━━━ Source material ━━━

//! Free constructor functions for building specification trees without
//! naming the leaf types. `like` defaults to a contains match; use
//! [`Like::new`] directly for an explicit format.

use crate::{
    filter::{Comparison, IsNotNull, IsNull, Like, LikeFormat},
    logic::{LogicX, Not},
    operand::{Alias, Field, Operand, PlatformFunction},
    query::{GroupBy, Join, Limit, Offset, OrderBy},
    traits::Specification,
    value::FieldValue,
};

pub fn eq(lhs: impl Into<Operand>, rhs: impl FieldValue) -> Comparison {
    Comparison::eq(lhs, rhs)
}

pub fn ne(lhs: impl Into<Operand>, rhs: impl FieldValue) -> Comparison {
    Comparison::ne(lhs, rhs)
}

pub fn lt(lhs: impl Into<Operand>, rhs: impl FieldValue) -> Comparison {
    Comparison::lt(lhs, rhs)
}

pub fn lte(lhs: impl Into<Operand>, rhs: impl FieldValue) -> Comparison {
    Comparison::lte(lhs, rhs)
}

pub fn gt(lhs: impl Into<Operand>, rhs: impl FieldValue) -> Comparison {
    Comparison::gt(lhs, rhs)
}

pub fn gte(lhs: impl Into<Operand>, rhs: impl FieldValue) -> Comparison {
    Comparison::gte(lhs, rhs)
}

pub fn in_list<V: FieldValue>(lhs: impl Into<Operand>, values: Vec<V>) -> Comparison {
    Comparison::in_list(lhs, values)
}

pub fn not_in_list<V: FieldValue>(lhs: impl Into<Operand>, values: Vec<V>) -> Comparison {
    Comparison::not_in_list(lhs, values)
}

pub fn is_null(field: impl Into<Operand>) -> IsNull {
    IsNull::new(field)
}

pub fn is_not_null(field: impl Into<Operand>) -> IsNotNull {
    IsNotNull::new(field)
}

pub fn like(field: impl Into<Operand>, value: impl Into<String>) -> Like {
    Like::new(field, value, LikeFormat::Contains)
}

pub fn starts_with(field: impl Into<Operand>, value: impl Into<String>) -> Like {
    Like::new(field, value, LikeFormat::StartsWith)
}

pub fn ends_with(field: impl Into<Operand>, value: impl Into<String>) -> Like {
    Like::new(field, value, LikeFormat::EndsWith)
}

pub fn order_by(field: impl Into<Operand>) -> OrderBy {
    OrderBy::asc(field)
}

pub fn order_by_desc(field: impl Into<Operand>) -> OrderBy {
    OrderBy::desc(field)
}

pub fn group_by(field: impl Into<Operand>) -> GroupBy {
    GroupBy::new(field)
}

pub fn inner_join(path: impl Into<Operand>, new_alias: impl Into<String>) -> Join {
    Join::inner(path, new_alias)
}

pub fn left_join(path: impl Into<Operand>, new_alias: impl Into<String>) -> Join {
    Join::left(path, new_alias)
}

#[must_use]
pub const fn limit(limit: u32) -> Limit {
    Limit::new(limit)
}

#[must_use]
pub const fn offset(offset: u32) -> Offset {
    Offset::new(offset)
}

pub fn not(spec: impl Specification + 'static) -> Not {
    Not::new(Box::new(spec))
}

#[must_use]
pub fn and_x(children: Vec<Box<dyn Specification>>) -> LogicX {
    LogicX::and_x(children)
}

#[must_use]
pub fn or_x(children: Vec<Box<dyn Specification>>) -> LogicX {
    LogicX::or_x(children)
}

pub fn field(name: impl Into<String>) -> Operand {
    Operand::Field(Field::new(name))
}

pub fn alias_path(path: impl Into<String>) -> Operand {
    Operand::Alias(Alias::new(path))
}

pub fn func(name: impl Into<String>, args: Vec<Operand>) -> Operand {
    Operand::Function(PlatformFunction::new(name, args))
}
use thiserror::Error as ThisError;

///
/// SpecError
///
/// Failures surfaced while rendering or applying a specification tree.
/// Composite nodes never catch or translate child errors; every failure
/// propagates unchanged to the top-level caller.
///

#[derive(Clone, Debug, Eq, PartialEq, ThisError)]
pub enum SpecError {
    #[error("expression builder '{builder}' does not expose combinator '{combinator}'")]
    Configuration { builder: String, combinator: String },

    #[error("{0}")]
    Function(#[from] FunctionError),
}

///
/// FunctionError
///
/// Platform-function failures. A declared stub must fail loudly with
/// `Unimplemented` rather than return an unspecified default.
///

#[derive(Clone, Debug, Eq, PartialEq, ThisError)]
pub enum FunctionError {
    #[error("unknown platform function: {name}")]
    Unknown { name: String },

    #[error("platform function {name} is not implemented")]
    Unimplemented { name: String },

    #[error("platform function {name} expects {expected} arguments, found {found}")]
    Arity {
        name: String,
        expected: String,
        found: usize,
    },

    #[error("invalid argument for platform function {name}: {reason}")]
    InvalidArgument { name: String, reason: String },
}

impl FunctionError {
    pub(crate) fn arity(name: &str, expected: impl Into<String>, found: usize) -> Self {
        Self::Arity {
            name: name.to_string(),
            expected: expected.into(),
            found,
        }
    }

    pub(crate) fn invalid_argument(name: &str, reason: impl Into<String>) -> Self {
        Self::InvalidArgument {
            name: name.to_string(),
            reason: reason.into(),
        }
    }
}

━━━

- [Work item] Show every line in the entries where the string "FunctionError" occurs.

- [Task solution]
    Function(#[from] FunctionError),
/// FunctionError
pub enum FunctionError {
impl FunctionError {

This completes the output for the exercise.